Saved entries
════

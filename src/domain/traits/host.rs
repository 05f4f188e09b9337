use crate::application::errors::BotError;
use async_trait::async_trait;
use std::path::PathBuf;

/// Role of a sender within a chat, as the host platform reports it
#[derive(Debug, Clone, Copy, PartialEq, Eq)]
pub enum SenderRole {
    Member,
    Admin,
}

/// The bot's own identity on the host platform
#[derive(Debug, Clone)]
pub struct BotInfo {
    pub id: String,
    pub name: String,
}

/// Host trait - the capability surface the messaging platform provides.
///
/// The plugin never sniffs the platform for features; everything it needs
/// from the outside world goes through this one interface.
#[async_trait]
pub trait Host: Send + Sync {
    /// Send a plain text reply to a chat
    async fn send_message(&self, chat_id: &str, text: &str) -> Result<(), BotError>;

    /// The bot's own identity, used for self-message exclusion
    fn bot_info(&self) -> BotInfo;

    /// Role of a sender within a chat. Errors are treated as "deny".
    async fn sender_role(&self, chat_id: &str, sender_id: &str) -> Result<SenderRole, BotError>;

    /// Whether the chat is a multi-party (group) context
    fn is_group_context(&self, chat_id: &str) -> bool;

    /// Writable directory scoped to this plugin's data
    fn data_dir(&self) -> PathBuf;
}
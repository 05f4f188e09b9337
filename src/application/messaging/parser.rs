//! Command parser - recognizes /cnt management messages

/// A parsed counter management command
#[derive(Debug, Clone, PartialEq, Eq)]
pub enum CntCommand {
    Add { name: String, aliases: Vec<String> },
    Del { key: String },
    List,
    /// `add` without a counter name
    AddUsage,
    /// `del` without exactly one key
    DelUsage,
    /// Missing or unknown sub-command
    Help,
}

/// Tokenizes raw message text and routes the `cnt` command group
pub struct CommandParser {
    prefix: String,
}

impl CommandParser {
    pub fn new(prefix: impl Into<String>) -> Self {
        Self {
            prefix: prefix.into(),
        }
    }

    /// Returns None when the text is not a counter management command.
    /// The leading marker is the configured prefix (or a plain `/`); the
    /// `cnt` route matches case-insensitively.
    pub fn parse(&self, text: &str) -> Option<CntCommand> {
        let mut parts = text.split_whitespace();
        let head = parts.next()?;
        let route = head
            .strip_prefix(self.prefix.as_str())
            .or_else(|| head.strip_prefix('/'))?;
        if route.to_lowercase() != "cnt" {
            return None;
        }

        let sub = match parts.next() {
            Some(sub) => sub.to_lowercase(),
            None => return Some(CntCommand::Help),
        };
        let args: Vec<String> = parts.map(str::to_string).collect();

        let command = match sub.as_str() {
            "add" => match args.split_first() {
                Some((name, aliases)) => CntCommand::Add {
                    name: name.clone(),
                    aliases: aliases.to_vec(),
                },
                None => CntCommand::AddUsage,
            },
            "del" => {
                if args.len() == 1 {
                    CntCommand::Del {
                        key: args[0].clone(),
                    }
                } else {
                    CntCommand::DelUsage
                }
            }
            "list" => CntCommand::List,
            _ => CntCommand::Help,
        };
        Some(command)
    }
}

#[cfg(test)]
mod tests {
    use super::*;

    fn parser() -> CommandParser {
        CommandParser::new("/")
    }

    #[test]
    fn add_with_aliases() {
        assert_eq!(
            parser().parse("/cnt add foo bar baz"),
            Some(CntCommand::Add {
                name: "foo".into(),
                aliases: vec!["bar".into(), "baz".into()],
            })
        );
    }

    #[test]
    fn add_without_name_is_usage() {
        assert_eq!(parser().parse("/cnt add"), Some(CntCommand::AddUsage));
    }

    #[test]
    fn del_takes_exactly_one_key() {
        assert_eq!(
            parser().parse("/cnt del foo"),
            Some(CntCommand::Del { key: "foo".into() })
        );
        assert_eq!(parser().parse("/cnt del"), Some(CntCommand::DelUsage));
        assert_eq!(parser().parse("/cnt del a b"), Some(CntCommand::DelUsage));
    }

    #[test]
    fn route_matches_case_insensitively() {
        assert_eq!(parser().parse("/CNT LIST"), Some(CntCommand::List));
        assert_eq!(parser().parse("/Cnt Add x"), Some(CntCommand::Add {
            name: "x".into(),
            aliases: vec![],
        }));
    }

    #[test]
    fn bare_or_unknown_subcommand_is_help() {
        assert_eq!(parser().parse("/cnt"), Some(CntCommand::Help));
        assert_eq!(parser().parse("/cnt frobnicate"), Some(CntCommand::Help));
    }

    #[test]
    fn other_text_is_not_a_command() {
        assert_eq!(parser().parse("hello cnt"), None);
        assert_eq!(parser().parse("/other add foo"), None);
        assert_eq!(parser().parse(""), None);
    }

    #[test]
    fn custom_prefix_is_honored() {
        let parser = CommandParser::new("!");
        assert_eq!(parser.parse("!cnt list"), Some(CntCommand::List));
        // A plain slash keeps working alongside a custom prefix
        assert_eq!(parser.parse("/cnt list"), Some(CntCommand::List));
    }
}
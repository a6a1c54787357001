//! Automatic layout.
//!
//! Containers are always sized to their visible contents: file heights
//! follow their function count and collapse state, component heights follow
//! the packed grid of their files. Geometry is derived, never authoritative
//! user state — every pass recomputes from the containment structure, so
//! running layout twice on unchanged input produces identical output.
//!
//! Files inside a component are **column-packed**: the component's width
//! fixes a column count, and each file (in creation order) lands in the
//! currently-shortest column, lowest column index winning ties.

use crate::models::{NodeKind, Position};
use crate::store::GraphStore;

pub const FILE_W: f64 = 280.0;
pub const FILE_GAP_H: f64 = 16.0;
pub const FILE_GAP_V: f64 = 12.0;
pub const FILE_COLLAPSED_H: f64 = 52.0;
pub const FILE_MIN_EXP: f64 = 130.0;
pub const FILE_PAD_B: f64 = 14.0;

pub const FN_SLOT: f64 = 52.0;
pub const FN_START_Y: f64 = 62.0;
pub const FN_X: f64 = 20.0;

pub const COMP_HEADER_H: f64 = 58.0;
pub const COMP_PAD_H: f64 = 24.0;
pub const COMP_PAD_V: f64 = 20.0;
pub const COMP_MIN_H: f64 = 200.0;
pub const COMP_MIN_W: f64 = FILE_W + COMP_PAD_H * 2.0;
pub const COMP_MAX_W: f64 = COMP_PAD_H * 2.0 + FILE_W * 4.0 + FILE_GAP_H * 3.0;
pub const COMP_DEFAULT_W: f64 = 350.0;

/// Height of a file node given its function count and collapse state.
pub fn file_height(function_count: usize, collapsed: bool) -> f64 {
    if collapsed {
        FILE_COLLAPSED_H
    } else {
        (FN_START_Y + function_count as f64 * FN_SLOT + FILE_PAD_B).max(FILE_MIN_EXP)
    }
}

/// Y of the function at `index` inside an expanded file.
pub fn function_y(index: usize) -> f64 {
    FN_START_Y + index as f64 * FN_SLOT
}

/// Number of file columns that fit in a component of the given width.
pub fn num_cols(comp_width: f64) -> usize {
    (((comp_width - COMP_PAD_H * 2.0 + FILE_GAP_H) / (FILE_W + FILE_GAP_H)).floor() as usize)
        .max(1)
}

/// One file's annotations as packing input.
#[derive(Debug, Clone, PartialEq)]
pub struct FileEntry {
    pub id: String,
    pub function_count: usize,
    pub collapsed: bool,
}

/// A file's packed slot inside its component.
#[derive(Debug, Clone, PartialEq)]
pub struct FileSlot {
    pub id: String,
    pub position: Position,
    pub height: f64,
}

/// The computed grid for one component: per-file slots plus the container
/// height that fits them.
#[derive(Debug, Clone, PartialEq)]
pub struct ComponentPlan {
    pub slots: Vec<FileSlot>,
    pub height: f64,
}

/// Pack files into columns for a component of the given width.
///
/// Pure: the same entries in the same order with the same width always
/// produce the same plan. A width change re-packs from scratch — packing is
/// O(files), so there is nothing worth patching incrementally.
pub fn pack_files(files: &[FileEntry], comp_width: f64) -> ComponentPlan {
    let cols = num_cols(comp_width);
    let mut cursors = vec![COMP_HEADER_H + FILE_GAP_V; cols];

    let slots = files
        .iter()
        .map(|file| {
            let col = shortest_column(&cursors);
            let x = COMP_PAD_H + col as f64 * (FILE_W + FILE_GAP_H);
            let y = cursors[col];
            let height = file_height(file.function_count, file.collapsed);
            cursors[col] += height + FILE_GAP_V;
            FileSlot {
                id: file.id.clone(),
                position: Position::new(x, y),
                height,
            }
        })
        .collect();

    let tallest = cursors.iter().copied().fold(f64::MIN, f64::max);
    ComponentPlan {
        slots,
        height: (tallest + COMP_PAD_V).max(COMP_MIN_H),
    }
}

// Ties break toward the lowest index: the first strictly-smaller cursor
// wins, so equal columns fill left to right.
fn shortest_column(cursors: &[f64]) -> usize {
    let mut best = 0;
    for (i, &y) in cursors.iter().enumerate().skip(1) {
        if y < cursors[best] {
            best = i;
        }
    }
    best
}

/// Re-derive the geometry of one component and everything inside it:
/// pack its files, stack each file's functions, and grow the component to
/// fit. No-op if `comp_id` is not a component.
pub fn layout_component(store: &mut GraphStore, comp_id: &str) {
    let Some(comp) = store.node(comp_id) else {
        return;
    };
    if comp.kind != NodeKind::Component {
        return;
    }
    let width = comp
        .width()
        .unwrap_or(COMP_DEFAULT_W)
        .clamp(COMP_MIN_W, COMP_MAX_W);

    let entries: Vec<FileEntry> = store
        .children_of_kind(comp_id, NodeKind::File)
        .iter()
        .map(|f| FileEntry {
            id: f.id.clone(),
            function_count: store.children_of_kind(&f.id, NodeKind::Function).len(),
            collapsed: f.data.collapsed,
        })
        .collect();

    let plan = pack_files(&entries, width);

    for slot in &plan.slots {
        if let Some(file) = store.node_mut(&slot.id) {
            file.position = slot.position;
            file.set_width(FILE_W);
            file.set_height(slot.height);
        }
        layout_functions(store, &slot.id);
    }

    if let Some(comp) = store.node_mut(comp_id) {
        comp.set_width(width);
        comp.set_height(plan.height);
    }
}

/// Stack a file's functions. Expanded files place functions at their slot
/// formula positions; collapsed files cluster them at the header offset
/// (the slot-0 position) so expanding restores the stack exactly.
fn layout_functions(store: &mut GraphStore, file_id: &str) {
    let collapsed = store.node(file_id).map(|f| f.data.collapsed).unwrap_or(false);
    let function_ids: Vec<String> = store
        .children_of_kind(file_id, NodeKind::Function)
        .iter()
        .map(|f| f.id.clone())
        .collect();

    for (index, id) in function_ids.iter().enumerate() {
        if let Some(func) = store.node_mut(id) {
            let slot = if collapsed { 0 } else { index };
            func.position = Position::new(FN_X, function_y(slot));
        }
    }
}

/// Re-derive geometry for the component subtree containing `id`.
///
/// Any change below a component (file added, function added, collapse
/// toggled) can shift the packing of every sibling, so the unit of
/// recomputation is the owning component.
pub fn layout_subtree(store: &mut GraphStore, id: &str) {
    let Some(node) = store.node(id) else {
        return;
    };
    match node.kind {
        NodeKind::Component => layout_component(store, id),
        NodeKind::File | NodeKind::Function => {
            let comp = store
                .ancestor_chain(id)
                .iter()
                .find(|n| n.kind == NodeKind::Component)
                .map(|n| n.id.clone());
            if let Some(comp_id) = comp {
                layout_component(store, &comp_id);
            }
        }
        // Projects have fixed geometry; components under them are
        // positioned freely by the user.
        NodeKind::Project => {}
    }
}

/// Full pass: re-derive geometry for every component in the store.
pub fn layout_all(store: &mut GraphStore) {
    let comp_ids: Vec<String> = store
        .nodes()
        .iter()
        .filter(|n| n.kind == NodeKind::Component)
        .map(|n| n.id.clone())
        .collect();
    for id in comp_ids {
        layout_component(store, &id);
    }
}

════

▸ Assignment
If a line in the entries holds the string "index", it belongs in the tally; state the tally alone.

▸ Worked solution
7